→ The problem:
I need the number of lines in the data that include "sender"; reply with that number alone.

→ Information shown:
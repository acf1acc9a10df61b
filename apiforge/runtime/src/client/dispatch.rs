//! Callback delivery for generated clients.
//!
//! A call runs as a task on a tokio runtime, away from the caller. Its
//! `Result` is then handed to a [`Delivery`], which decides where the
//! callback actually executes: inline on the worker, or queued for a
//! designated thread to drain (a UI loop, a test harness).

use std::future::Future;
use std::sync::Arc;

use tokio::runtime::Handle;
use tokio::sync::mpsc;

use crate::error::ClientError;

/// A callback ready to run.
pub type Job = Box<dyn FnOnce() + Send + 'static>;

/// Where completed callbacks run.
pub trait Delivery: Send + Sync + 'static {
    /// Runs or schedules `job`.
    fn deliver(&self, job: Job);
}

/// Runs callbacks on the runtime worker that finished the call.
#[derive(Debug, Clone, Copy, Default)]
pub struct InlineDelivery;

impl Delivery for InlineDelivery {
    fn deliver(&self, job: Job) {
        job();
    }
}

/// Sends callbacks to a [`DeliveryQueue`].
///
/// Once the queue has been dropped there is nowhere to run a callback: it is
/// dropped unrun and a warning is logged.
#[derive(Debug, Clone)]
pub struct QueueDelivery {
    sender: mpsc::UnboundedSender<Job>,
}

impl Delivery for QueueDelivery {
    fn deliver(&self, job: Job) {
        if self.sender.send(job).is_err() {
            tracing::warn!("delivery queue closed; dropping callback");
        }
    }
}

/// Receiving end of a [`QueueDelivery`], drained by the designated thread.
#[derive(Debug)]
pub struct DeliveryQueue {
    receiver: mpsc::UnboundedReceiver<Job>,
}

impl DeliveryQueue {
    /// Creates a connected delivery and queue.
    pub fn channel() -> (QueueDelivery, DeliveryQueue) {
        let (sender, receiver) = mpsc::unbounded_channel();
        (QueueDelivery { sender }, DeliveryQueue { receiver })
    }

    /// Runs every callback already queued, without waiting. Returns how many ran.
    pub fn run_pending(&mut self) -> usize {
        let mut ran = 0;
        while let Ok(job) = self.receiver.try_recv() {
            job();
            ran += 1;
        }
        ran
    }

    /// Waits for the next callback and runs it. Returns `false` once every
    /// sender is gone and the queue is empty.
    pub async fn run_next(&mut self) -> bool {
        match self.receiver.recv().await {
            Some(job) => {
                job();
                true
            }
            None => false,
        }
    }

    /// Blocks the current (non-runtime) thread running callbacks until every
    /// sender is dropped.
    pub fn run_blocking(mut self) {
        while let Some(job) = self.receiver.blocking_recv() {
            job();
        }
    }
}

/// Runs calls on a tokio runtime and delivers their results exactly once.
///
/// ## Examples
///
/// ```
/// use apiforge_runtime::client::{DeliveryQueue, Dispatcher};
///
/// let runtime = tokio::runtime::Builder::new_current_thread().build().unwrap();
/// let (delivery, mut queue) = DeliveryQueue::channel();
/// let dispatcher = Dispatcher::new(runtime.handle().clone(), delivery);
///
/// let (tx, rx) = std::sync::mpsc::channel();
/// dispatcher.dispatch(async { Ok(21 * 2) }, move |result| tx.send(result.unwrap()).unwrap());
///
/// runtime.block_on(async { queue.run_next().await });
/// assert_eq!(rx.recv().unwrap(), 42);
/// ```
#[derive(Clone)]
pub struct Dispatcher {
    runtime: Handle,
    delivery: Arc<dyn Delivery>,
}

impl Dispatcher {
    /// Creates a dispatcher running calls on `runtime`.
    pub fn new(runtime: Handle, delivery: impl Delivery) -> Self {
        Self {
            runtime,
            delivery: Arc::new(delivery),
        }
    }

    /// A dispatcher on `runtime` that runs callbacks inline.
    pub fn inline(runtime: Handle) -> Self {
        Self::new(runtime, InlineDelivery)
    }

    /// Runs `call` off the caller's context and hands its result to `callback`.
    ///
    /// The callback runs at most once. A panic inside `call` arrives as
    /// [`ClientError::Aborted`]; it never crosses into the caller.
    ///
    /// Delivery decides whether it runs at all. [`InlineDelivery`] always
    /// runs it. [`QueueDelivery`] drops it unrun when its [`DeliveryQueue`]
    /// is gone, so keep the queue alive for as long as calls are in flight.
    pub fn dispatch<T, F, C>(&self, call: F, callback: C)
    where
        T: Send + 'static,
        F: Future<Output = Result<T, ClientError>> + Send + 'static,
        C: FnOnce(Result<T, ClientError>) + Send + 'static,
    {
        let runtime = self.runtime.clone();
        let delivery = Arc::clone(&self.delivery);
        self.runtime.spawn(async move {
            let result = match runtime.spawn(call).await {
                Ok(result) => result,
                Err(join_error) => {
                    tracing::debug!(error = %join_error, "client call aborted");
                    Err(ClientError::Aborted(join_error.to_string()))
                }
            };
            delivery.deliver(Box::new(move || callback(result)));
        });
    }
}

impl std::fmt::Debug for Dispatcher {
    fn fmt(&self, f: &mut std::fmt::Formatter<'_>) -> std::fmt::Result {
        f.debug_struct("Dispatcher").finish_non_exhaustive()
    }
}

→ Exercise answer:
6